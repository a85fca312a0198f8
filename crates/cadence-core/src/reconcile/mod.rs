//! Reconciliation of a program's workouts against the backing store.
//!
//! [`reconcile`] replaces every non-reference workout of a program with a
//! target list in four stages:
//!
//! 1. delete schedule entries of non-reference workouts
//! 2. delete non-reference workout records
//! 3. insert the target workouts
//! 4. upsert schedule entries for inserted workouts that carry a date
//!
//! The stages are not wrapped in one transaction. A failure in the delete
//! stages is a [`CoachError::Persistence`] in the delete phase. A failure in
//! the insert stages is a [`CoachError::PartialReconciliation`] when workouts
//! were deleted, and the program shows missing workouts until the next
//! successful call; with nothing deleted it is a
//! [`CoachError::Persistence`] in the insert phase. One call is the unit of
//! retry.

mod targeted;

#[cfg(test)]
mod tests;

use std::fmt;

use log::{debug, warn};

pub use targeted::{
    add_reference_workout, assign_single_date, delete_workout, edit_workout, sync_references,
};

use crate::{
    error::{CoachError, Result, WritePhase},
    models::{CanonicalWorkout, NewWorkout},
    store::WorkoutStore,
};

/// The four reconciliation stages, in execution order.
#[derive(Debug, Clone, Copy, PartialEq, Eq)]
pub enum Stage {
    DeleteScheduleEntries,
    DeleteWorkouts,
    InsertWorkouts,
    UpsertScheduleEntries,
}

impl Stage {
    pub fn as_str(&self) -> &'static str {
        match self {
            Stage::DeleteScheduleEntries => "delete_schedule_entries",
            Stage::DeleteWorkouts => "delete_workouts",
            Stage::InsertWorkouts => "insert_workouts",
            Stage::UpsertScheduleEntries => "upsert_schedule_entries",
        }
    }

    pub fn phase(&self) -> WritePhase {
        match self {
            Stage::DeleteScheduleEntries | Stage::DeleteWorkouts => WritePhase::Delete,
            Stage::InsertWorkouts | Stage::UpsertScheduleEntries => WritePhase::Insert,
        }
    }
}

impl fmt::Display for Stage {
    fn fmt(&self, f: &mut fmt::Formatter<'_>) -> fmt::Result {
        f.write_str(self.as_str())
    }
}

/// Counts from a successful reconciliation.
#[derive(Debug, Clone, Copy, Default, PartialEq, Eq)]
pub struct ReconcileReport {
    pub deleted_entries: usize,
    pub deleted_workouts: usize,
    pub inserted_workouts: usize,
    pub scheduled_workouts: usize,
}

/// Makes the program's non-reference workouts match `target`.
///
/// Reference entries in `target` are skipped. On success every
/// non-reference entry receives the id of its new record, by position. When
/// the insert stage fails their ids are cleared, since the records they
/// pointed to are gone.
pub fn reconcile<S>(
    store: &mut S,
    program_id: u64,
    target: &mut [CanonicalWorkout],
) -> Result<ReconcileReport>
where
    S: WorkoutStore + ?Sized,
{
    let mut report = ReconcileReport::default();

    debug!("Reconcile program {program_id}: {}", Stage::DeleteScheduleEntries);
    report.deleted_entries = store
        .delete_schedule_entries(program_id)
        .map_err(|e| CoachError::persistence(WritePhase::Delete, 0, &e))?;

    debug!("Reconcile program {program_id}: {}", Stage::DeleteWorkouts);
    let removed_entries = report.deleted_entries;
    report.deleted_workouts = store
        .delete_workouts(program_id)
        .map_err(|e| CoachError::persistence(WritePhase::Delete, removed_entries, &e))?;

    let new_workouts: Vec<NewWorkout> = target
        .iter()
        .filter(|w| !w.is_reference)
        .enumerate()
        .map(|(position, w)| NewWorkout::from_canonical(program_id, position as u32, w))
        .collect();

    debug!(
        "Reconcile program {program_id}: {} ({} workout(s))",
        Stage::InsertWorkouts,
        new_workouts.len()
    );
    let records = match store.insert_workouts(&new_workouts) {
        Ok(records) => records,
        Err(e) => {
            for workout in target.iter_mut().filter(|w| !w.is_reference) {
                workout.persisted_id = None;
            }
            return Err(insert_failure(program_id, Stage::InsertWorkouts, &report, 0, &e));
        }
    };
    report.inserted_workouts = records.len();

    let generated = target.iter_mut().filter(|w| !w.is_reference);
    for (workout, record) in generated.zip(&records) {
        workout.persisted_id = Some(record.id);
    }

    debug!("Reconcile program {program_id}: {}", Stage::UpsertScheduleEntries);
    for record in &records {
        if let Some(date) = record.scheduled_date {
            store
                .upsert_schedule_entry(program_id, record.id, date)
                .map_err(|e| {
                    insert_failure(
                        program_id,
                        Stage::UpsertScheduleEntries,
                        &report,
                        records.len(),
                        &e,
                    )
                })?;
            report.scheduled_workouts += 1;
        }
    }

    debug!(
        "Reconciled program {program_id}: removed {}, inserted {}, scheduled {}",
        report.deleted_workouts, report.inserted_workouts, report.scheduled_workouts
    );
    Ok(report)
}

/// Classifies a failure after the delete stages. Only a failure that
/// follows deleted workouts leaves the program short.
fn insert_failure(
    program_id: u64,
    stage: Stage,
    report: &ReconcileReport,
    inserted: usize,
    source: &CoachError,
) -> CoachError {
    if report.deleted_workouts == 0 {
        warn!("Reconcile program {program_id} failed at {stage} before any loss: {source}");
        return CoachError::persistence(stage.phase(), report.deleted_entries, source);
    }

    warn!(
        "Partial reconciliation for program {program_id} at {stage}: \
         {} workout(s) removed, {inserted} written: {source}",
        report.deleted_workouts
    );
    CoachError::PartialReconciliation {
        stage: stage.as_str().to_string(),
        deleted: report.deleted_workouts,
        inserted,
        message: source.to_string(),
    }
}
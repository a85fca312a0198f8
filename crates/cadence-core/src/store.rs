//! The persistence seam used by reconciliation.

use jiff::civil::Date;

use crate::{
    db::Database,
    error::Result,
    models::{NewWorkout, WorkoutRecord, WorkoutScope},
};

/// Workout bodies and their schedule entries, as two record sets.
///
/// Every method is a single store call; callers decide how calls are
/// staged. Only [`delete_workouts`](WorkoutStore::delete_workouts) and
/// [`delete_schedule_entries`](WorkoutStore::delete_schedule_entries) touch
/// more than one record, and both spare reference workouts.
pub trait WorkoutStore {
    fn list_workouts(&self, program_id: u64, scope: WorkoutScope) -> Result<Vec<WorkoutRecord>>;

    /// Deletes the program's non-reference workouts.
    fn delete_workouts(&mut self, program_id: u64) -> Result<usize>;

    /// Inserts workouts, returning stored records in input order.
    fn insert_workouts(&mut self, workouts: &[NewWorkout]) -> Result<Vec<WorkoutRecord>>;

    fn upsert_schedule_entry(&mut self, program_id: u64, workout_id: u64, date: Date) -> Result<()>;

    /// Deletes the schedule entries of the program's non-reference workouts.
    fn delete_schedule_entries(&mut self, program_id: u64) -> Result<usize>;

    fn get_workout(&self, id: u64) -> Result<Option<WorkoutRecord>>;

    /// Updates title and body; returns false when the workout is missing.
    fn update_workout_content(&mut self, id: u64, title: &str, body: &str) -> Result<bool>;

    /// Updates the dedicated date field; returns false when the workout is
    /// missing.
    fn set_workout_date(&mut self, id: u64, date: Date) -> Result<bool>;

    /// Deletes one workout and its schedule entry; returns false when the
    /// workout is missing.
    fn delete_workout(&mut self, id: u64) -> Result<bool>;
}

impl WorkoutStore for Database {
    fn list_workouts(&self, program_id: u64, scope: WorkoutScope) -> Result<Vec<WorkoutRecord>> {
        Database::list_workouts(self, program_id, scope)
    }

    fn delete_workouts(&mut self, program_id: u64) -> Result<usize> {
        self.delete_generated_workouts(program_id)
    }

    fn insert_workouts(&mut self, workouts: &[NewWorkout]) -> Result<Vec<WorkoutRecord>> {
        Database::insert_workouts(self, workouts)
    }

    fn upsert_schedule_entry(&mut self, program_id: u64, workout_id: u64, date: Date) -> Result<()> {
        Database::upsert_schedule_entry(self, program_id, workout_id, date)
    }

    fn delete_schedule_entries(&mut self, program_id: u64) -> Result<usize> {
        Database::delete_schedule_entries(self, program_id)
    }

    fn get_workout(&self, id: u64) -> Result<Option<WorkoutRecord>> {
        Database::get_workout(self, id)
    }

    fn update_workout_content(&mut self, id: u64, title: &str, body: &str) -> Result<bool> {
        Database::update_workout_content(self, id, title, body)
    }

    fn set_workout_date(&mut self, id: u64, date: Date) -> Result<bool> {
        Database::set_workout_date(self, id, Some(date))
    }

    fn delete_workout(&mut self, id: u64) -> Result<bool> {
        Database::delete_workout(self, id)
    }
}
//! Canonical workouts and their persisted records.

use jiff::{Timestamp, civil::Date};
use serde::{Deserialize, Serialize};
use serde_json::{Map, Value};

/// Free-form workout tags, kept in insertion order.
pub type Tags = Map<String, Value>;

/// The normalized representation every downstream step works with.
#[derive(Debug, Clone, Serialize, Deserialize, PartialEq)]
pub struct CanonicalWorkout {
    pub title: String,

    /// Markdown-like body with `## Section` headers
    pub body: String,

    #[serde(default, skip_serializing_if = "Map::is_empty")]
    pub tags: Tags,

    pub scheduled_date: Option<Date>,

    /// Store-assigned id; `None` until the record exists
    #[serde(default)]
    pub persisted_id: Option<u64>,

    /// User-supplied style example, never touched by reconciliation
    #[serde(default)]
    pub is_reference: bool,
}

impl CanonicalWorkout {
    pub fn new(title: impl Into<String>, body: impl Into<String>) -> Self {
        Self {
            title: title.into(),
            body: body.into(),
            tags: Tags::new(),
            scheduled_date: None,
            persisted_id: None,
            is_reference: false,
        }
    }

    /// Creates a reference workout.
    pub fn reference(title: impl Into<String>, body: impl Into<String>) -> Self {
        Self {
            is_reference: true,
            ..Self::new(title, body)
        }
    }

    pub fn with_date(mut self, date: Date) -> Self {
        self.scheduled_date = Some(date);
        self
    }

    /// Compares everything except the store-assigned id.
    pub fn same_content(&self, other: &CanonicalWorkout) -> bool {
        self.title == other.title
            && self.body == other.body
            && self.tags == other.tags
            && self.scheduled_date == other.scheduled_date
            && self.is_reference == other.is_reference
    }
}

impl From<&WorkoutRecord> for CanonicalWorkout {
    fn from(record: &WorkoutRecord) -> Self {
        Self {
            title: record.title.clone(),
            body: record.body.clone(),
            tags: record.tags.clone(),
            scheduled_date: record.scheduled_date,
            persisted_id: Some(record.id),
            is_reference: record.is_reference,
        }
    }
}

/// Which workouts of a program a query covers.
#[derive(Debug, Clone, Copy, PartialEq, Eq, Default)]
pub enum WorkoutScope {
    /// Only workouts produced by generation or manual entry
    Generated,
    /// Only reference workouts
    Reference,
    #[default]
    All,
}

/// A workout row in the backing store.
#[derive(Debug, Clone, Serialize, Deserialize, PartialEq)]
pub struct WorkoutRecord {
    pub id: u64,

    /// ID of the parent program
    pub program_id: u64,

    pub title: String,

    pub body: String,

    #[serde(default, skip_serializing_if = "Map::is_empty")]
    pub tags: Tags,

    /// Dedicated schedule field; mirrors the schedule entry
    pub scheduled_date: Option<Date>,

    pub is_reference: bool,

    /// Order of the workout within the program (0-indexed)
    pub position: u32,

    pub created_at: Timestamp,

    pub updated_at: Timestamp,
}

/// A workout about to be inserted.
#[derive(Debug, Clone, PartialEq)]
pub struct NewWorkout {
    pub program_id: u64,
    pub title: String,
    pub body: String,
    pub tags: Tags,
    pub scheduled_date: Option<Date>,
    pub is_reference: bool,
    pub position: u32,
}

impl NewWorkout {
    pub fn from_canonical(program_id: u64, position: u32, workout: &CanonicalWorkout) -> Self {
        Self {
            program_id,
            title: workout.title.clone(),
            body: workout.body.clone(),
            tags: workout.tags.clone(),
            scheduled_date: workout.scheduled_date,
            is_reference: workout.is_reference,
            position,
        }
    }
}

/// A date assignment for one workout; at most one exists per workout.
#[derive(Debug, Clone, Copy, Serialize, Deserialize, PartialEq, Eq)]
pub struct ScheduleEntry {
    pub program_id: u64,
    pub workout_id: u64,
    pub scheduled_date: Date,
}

*Your instructions*.
Write down, word for word, the lines above from the one containing "two record sets." through the one containing "Deletes the program's non-reference workouts.", both ends included.

*Response*.
/// Workout bodies and their schedule entries, as two record sets.
///
/// Every method is a single store call; callers decide how calls are
/// staged. Only [`delete_workouts`](WorkoutStore::delete_workouts) and
/// [`delete_schedule_entries`](WorkoutStore::delete_schedule_entries) touch
/// more than one record, and both spare reference workouts.
pub trait WorkoutStore {
    fn list_workouts(&self, program_id: u64, scope: WorkoutScope) -> Result<Vec<WorkoutRecord>>;

    /// Deletes the program's non-reference workouts.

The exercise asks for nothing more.